Rep. Adam Schiff, the Democratic chairman of the House Intelligence Committee, suggested in an NPR interview on Tuesday that it should be.

"I don't think there's any question that the uncontested facts show this president solicited a bribe," Schiff said.

There are phone records.

While much of the report recaps previous testimony, Democrats released call logs they obtained of Trump's personal lawyer, Giuliani, who was in frequent contact with the White House, including the budget office.

It's unclear exactly what Giuliani discussed with his White House contacts, but the logs show Giuliani was in frequent contact with the White House, including a 13-minute phone call with the Office of Management and Budget.

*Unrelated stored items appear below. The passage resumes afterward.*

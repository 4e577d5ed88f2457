//! Core types for spark-flex.
//!
//! Property values as callers write them, the typed keyword enums the setter
//! table validates against, and the geometry tuples the output signals carry.

use std::fmt;

use serde::{Deserialize, Serialize};

// =============================================================================
// Property values
// =============================================================================

/// A value written into a node's pending property map.
///
/// Numbers are logical scene units (or unit-less factors such as `flexGrow`).
/// Text carries keywords (`"row"`, `"auto"`) and percentages (`"50%"`).
///
/// # Examples
///
/// ```
/// use spark_flex::types::PropertyValue;
///
/// let width = PropertyValue::from(0.5);
/// let half = PropertyValue::from("50%");
/// assert_eq!(half.as_percent(), Some(50.0));
/// assert_eq!(width.as_number(), Some(0.5));
/// ```
#[derive(Debug, Clone, PartialEq, Serialize, Deserialize)]
#[serde(untagged)]
pub enum PropertyValue {
    Number(f32),
    Text(String),
}

impl PropertyValue {
    /// The numeric value, if this is a number.
    pub fn as_number(&self) -> Option<f32> {
        match self {
            Self::Number(n) => Some(*n),
            Self::Text(_) => None,
        }
    }

    /// The text, if this is a string.
    pub fn as_str(&self) -> Option<&str> {
        match self {
            Self::Number(_) => None,
            Self::Text(s) => Some(s),
        }
    }

    /// Magnitude of a percentage string (`"50%"` → `50.0`).
    pub fn as_percent(&self) -> Option<f32> {
        let digits = self.as_str()?.trim().strip_suffix('%')?;
        digits.trim().parse::<f32>().ok().filter(|p| p.is_finite())
    }
}

impl fmt::Display for PropertyValue {
    fn fmt(&self, f: &mut fmt::Formatter<'_>) -> fmt::Result {
        match self {
            Self::Number(n) => write!(f, "{n}"),
            Self::Text(s) => f.write_str(s),
        }
    }
}

impl From<f32> for PropertyValue {
    fn from(value: f32) -> Self {
        Self::Number(value)
    }
}

impl From<f64> for PropertyValue {
    fn from(value: f64) -> Self {
        Self::Number(value as f32)
    }
}

impl From<i32> for PropertyValue {
    fn from(value: i32) -> Self {
        Self::Number(value as f32)
    }
}

impl From<&str> for PropertyValue {
    fn from(value: &str) -> Self {
        Self::Text(value.to_string())
    }
}

impl From<String> for PropertyValue {
    fn from(value: String) -> Self {
        Self::Text(value)
    }
}

// =============================================================================
// Length - solver-unit dimension
// =============================================================================

/// A length as stored on a native node, in solver units.
///
/// - `Auto`: content-determined
/// - `Points(n)`: absolute, already divided by precision
/// - `Percent(n)`: percentage of the parent (0-100), never quantized
#[derive(Debug, Clone, Copy, PartialEq, Default)]
pub enum Length {
    #[default]
    Auto,
    Points(f32),
    Percent(f32),
}

impl Length {
    /// Zero points, the default for spacing edges.
    pub const ZERO: Self = Self::Points(0.0);

    /// Read back as a property value (`Number(points)`, `"50%"` or `"auto"`).
    pub fn to_value(self) -> PropertyValue {
        match self {
            Self::Auto => PropertyValue::from("auto"),
            Self::Points(n) => PropertyValue::Number(n),
            Self::Percent(p) => PropertyValue::Text(format!("{p}%")),
        }
    }
}

// =============================================================================
// Edges
// =============================================================================

/// One side of a box.
#[derive(Debug, Clone, Copy, PartialEq, Eq, PartialOrd, Ord, Hash)]
pub enum Edge {
    Top,
    Right,
    Bottom,
    Left,
}

impl Edge {
    pub const ALL: [Self; 4] = [Self::Top, Self::Right, Self::Bottom, Self::Left];

    /// Property-name suffix for this edge (`"Top"`).
    pub const fn suffix(self) -> &'static str {
        match self {
            Self::Top => "Top",
            Self::Right => "Right",
            Self::Bottom => "Bottom",
            Self::Left => "Left",
        }
    }

    /// Resolve a property-name suffix to an edge.
    pub fn from_suffix(suffix: &str) -> Option<Self> {
        Self::ALL.into_iter().find(|edge| edge.suffix() == suffix)
    }
}

/// Four values indexed by [`Edge`].
#[derive(Debug, Clone, Copy, PartialEq, Default)]
pub struct Edges<T> {
    pub top: T,
    pub right: T,
    pub bottom: T,
    pub left: T,
}

impl<T: Copy> Edges<T> {
    /// Same value on every edge.
    pub const fn uniform(value: T) -> Self {
        Self {
            top: value,
            right: value,
            bottom: value,
            left: value,
        }
    }

    pub fn get(&self, edge: Edge) -> T {
        match edge {
            Edge::Top => self.top,
            Edge::Right => self.right,
            Edge::Bottom => self.bottom,
            Edge::Left => self.left,
        }
    }

    pub fn set(&mut self, edge: Edge, value: T) {
        match edge {
            Edge::Top => self.top = value,
            Edge::Right => self.right = value,
            Edge::Bottom => self.bottom = value,
            Edge::Left => self.left = value,
        }
    }
}

// =============================================================================
// Keyword enums - enumerated layout properties
// =============================================================================

/// An enumerated property value with a fixed allowed-string list.
pub trait Keyword: Copy + Sized + 'static {
    /// Every accepted keyword, in declaration order.
    const KEYWORDS: &'static [&'static str];

    fn from_keyword(keyword: &str) -> Option<Self>;

    fn keyword(self) -> &'static str;
}

/// Declares a keyword enum with its fixed allowed-string list.
macro_rules! keyword_enum {
    (
        $(#[$meta:meta])*
        $name:ident default $default:ident { $($variant:ident => $keyword:literal),+ $(,)? }
    ) => {
        $(#[$meta])*
        #[derive(Debug, Clone, Copy, PartialEq, Eq, Hash)]
        pub enum $name {
            $(
                #[doc = concat!("`", $keyword, "`")]
                $variant,
            )+
        }

        impl Keyword for $name {
            const KEYWORDS: &'static [&'static str] = &[$($keyword),+];

            fn from_keyword(keyword: &str) -> Option<Self> {
                match keyword {
                    $($keyword => Some(Self::$variant),)+
                    _ => None,
                }
            }

            fn keyword(self) -> &'static str {
                match self {
                    $(Self::$variant => $keyword,)+
                }
            }
        }

        impl fmt::Display for $name {
            fn fmt(&self, f: &mut fmt::Formatter<'_>) -> fmt::Result {
                f.write_str(self.keyword())
            }
        }

        impl Default for $name {
            fn default() -> Self {
                Self::$default
            }
        }
    };
}

keyword_enum! {
    /// Shared keyword set of alignContent, alignItems and alignSelf.
    Align default Auto {
        Auto => "auto",
        FlexStart => "flex-start",
        Center => "center",
        FlexEnd => "flex-end",
        Stretch => "stretch",
        Baseline => "baseline",
        SpaceBetween => "space-between",
        SpaceAround => "space-around",
    }
}

keyword_enum! {
    /// Justify content (main axis distribution).
    JustifyContent default FlexStart {
        FlexStart => "flex-start",
        Center => "center",
        FlexEnd => "flex-end",
        SpaceBetween => "space-between",
        SpaceAround => "space-around",
        SpaceEvenly => "space-evenly",
    }
}

keyword_enum! {
    /// Flex direction. Column is the solver's factory default.
    FlexDirection default Column {
        Column => "column",
        ColumnReverse => "column-reverse",
        Row => "row",
        RowReverse => "row-reverse",
    }
}

keyword_enum! {
    /// Flex wrap behavior.
    FlexWrap default NoWrap {
        NoWrap => "no-wrap",
        Wrap => "wrap",
        WrapReverse => "wrap-reverse",
    }
}

keyword_enum! {
    /// Overflow behavior on both axes.
    Overflow default Visible {
        Visible => "visible",
        Hidden => "hidden",
        Scroll => "scroll",
    }
}

keyword_enum! {
    /// Positioning scheme.
    PositionType default Relative {
        Relative => "relative",
        Absolute => "absolute",
    }
}

keyword_enum! {
    /// Whether the node takes part in layout.
    Display default Flex {
        Flex => "flex",
        None => "none",
    }
}

// =============================================================================
// Geometry
// =============================================================================

/// `[[offsetX, offsetY], [width, height]]` in scene units.
///
/// The offset is the node's center relative to its parent's center, y up.
pub type Bounds = [[f32; 2]; 2];

/// Bounds of a node that was never solved.
pub const ZERO_BOUNDS: Bounds = [[0.0, 0.0], [0.0, 0.0]];

/// Per-edge insets `[top, right, bottom, left]` in scene units.
pub type Inset = [f32; 4];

That Aug. 8 call came as Giuliani also was working with diplomats Kurt Volker and Gordon Sondland to press Ukraine into launching the investigations Trump wanted.

Democrats point blame at Pence, cabinet secretaries

Democrats in the report also accuse Trump's inner circle of collaborating with him on the pressure campaign, including naming Pence, Pompeo, Perry and Mulvaney as "knowledgeable of or active participants" to "extract from a foreign nation the political benefits sought by the President."

Pence and Perry's offices have denied putting any political pressure on Ukraine, while Mulvaney has referred to witness testimony about his role as "speculation." Pompeo has not directly addressed allegations of his involvement, saying only that he was "proud of what we've accomplished" on Ukraine. All four have declined to cooperate with the congressional inquiry.

Democrats though point specifically in the report to Mulvaney's press conference in which he acknowledged that politics influences foreign policy and told reporters to "get over it."

Schiff told reporters that no one should "get used to this."

"We are signaling to any future president that can engage in whatever corruption, malfeasance or negligence and they are beyond accountability," he said.